#### Study material:
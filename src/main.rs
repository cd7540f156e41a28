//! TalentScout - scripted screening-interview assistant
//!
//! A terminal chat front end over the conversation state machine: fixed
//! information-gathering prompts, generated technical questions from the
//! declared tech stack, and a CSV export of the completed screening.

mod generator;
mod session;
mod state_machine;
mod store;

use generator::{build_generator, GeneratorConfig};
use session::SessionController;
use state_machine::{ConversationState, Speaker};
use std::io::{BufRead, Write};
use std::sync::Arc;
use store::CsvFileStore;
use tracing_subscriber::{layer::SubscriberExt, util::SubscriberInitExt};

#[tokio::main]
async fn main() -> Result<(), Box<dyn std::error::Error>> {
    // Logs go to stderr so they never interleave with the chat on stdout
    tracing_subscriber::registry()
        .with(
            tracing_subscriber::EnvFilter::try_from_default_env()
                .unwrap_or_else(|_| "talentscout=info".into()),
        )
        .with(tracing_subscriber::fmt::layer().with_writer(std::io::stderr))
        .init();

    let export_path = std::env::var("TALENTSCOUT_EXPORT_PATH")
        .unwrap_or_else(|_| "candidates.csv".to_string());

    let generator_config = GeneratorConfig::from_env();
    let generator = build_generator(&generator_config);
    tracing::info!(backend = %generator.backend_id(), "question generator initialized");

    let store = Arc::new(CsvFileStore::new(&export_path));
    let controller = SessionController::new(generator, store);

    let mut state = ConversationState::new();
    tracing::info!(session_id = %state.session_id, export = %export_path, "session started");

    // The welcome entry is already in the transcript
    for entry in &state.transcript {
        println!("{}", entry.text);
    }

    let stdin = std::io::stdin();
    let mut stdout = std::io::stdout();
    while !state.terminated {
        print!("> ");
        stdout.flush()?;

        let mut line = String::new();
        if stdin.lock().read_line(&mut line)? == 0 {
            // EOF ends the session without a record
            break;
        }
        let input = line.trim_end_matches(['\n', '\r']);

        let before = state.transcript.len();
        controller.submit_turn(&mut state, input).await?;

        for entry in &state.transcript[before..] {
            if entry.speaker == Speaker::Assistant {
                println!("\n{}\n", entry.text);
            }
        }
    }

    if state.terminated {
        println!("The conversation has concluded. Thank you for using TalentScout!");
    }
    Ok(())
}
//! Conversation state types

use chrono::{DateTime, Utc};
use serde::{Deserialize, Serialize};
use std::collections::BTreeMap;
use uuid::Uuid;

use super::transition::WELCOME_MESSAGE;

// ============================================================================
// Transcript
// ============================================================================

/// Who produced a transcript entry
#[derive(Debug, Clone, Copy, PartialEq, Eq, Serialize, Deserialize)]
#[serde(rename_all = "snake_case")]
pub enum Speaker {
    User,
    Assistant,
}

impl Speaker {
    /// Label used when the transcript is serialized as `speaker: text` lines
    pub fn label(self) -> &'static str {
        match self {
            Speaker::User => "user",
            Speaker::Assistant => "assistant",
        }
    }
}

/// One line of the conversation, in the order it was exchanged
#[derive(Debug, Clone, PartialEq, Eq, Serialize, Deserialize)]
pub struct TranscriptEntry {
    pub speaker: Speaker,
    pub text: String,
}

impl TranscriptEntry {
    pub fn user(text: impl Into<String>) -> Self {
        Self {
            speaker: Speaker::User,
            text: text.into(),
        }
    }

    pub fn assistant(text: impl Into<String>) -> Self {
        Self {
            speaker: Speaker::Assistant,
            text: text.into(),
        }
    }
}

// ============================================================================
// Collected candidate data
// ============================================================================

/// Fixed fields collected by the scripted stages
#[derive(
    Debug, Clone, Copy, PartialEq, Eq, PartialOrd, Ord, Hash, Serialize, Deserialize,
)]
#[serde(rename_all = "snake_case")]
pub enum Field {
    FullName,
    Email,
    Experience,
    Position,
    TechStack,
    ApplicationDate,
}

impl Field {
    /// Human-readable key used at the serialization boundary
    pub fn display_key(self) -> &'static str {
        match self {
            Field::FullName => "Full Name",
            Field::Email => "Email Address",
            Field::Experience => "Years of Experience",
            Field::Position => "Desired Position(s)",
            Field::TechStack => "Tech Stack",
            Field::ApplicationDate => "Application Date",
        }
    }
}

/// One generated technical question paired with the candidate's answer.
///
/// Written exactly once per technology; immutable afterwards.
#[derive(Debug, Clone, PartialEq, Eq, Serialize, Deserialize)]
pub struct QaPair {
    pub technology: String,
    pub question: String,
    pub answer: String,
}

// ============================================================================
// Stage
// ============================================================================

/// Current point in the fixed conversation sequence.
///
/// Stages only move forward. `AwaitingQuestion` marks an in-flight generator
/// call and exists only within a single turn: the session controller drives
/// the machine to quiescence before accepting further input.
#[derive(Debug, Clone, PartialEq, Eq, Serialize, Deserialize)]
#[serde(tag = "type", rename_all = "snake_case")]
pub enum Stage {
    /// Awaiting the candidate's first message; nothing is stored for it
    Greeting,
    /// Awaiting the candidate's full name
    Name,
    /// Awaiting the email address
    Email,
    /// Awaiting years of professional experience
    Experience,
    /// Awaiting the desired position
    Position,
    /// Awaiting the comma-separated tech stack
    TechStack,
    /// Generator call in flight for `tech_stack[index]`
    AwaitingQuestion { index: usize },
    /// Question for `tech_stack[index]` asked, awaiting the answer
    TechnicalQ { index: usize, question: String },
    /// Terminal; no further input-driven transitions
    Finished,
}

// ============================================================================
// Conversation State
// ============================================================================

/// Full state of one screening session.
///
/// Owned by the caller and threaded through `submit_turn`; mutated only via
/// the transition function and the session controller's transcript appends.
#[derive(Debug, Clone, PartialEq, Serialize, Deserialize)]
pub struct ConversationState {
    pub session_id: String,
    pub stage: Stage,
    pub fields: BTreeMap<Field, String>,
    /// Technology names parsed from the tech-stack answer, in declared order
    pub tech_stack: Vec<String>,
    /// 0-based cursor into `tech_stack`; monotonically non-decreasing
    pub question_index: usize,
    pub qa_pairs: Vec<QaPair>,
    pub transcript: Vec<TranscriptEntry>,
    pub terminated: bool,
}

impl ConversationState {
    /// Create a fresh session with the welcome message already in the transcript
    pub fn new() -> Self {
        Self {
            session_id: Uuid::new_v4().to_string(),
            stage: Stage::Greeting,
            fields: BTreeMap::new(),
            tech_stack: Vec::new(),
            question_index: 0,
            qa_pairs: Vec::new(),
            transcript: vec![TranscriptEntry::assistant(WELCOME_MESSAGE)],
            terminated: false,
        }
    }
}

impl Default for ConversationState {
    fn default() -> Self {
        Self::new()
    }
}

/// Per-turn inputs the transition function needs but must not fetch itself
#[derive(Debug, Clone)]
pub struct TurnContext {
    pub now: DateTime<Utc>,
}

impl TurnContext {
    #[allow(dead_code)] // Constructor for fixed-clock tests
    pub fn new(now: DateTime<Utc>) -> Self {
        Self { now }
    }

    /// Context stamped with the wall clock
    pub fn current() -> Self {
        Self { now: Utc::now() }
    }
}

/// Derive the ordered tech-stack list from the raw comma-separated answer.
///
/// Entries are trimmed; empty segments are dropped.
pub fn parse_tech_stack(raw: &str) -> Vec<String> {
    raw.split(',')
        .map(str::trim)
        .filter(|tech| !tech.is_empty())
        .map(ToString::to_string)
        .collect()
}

#### Task requirements:
Check each line of the listing for "terminated", and copy the ones that hold it.

#### Final answer:
    while !state.terminated {
    if state.terminated {
    pub terminated: bool,
            terminated: false,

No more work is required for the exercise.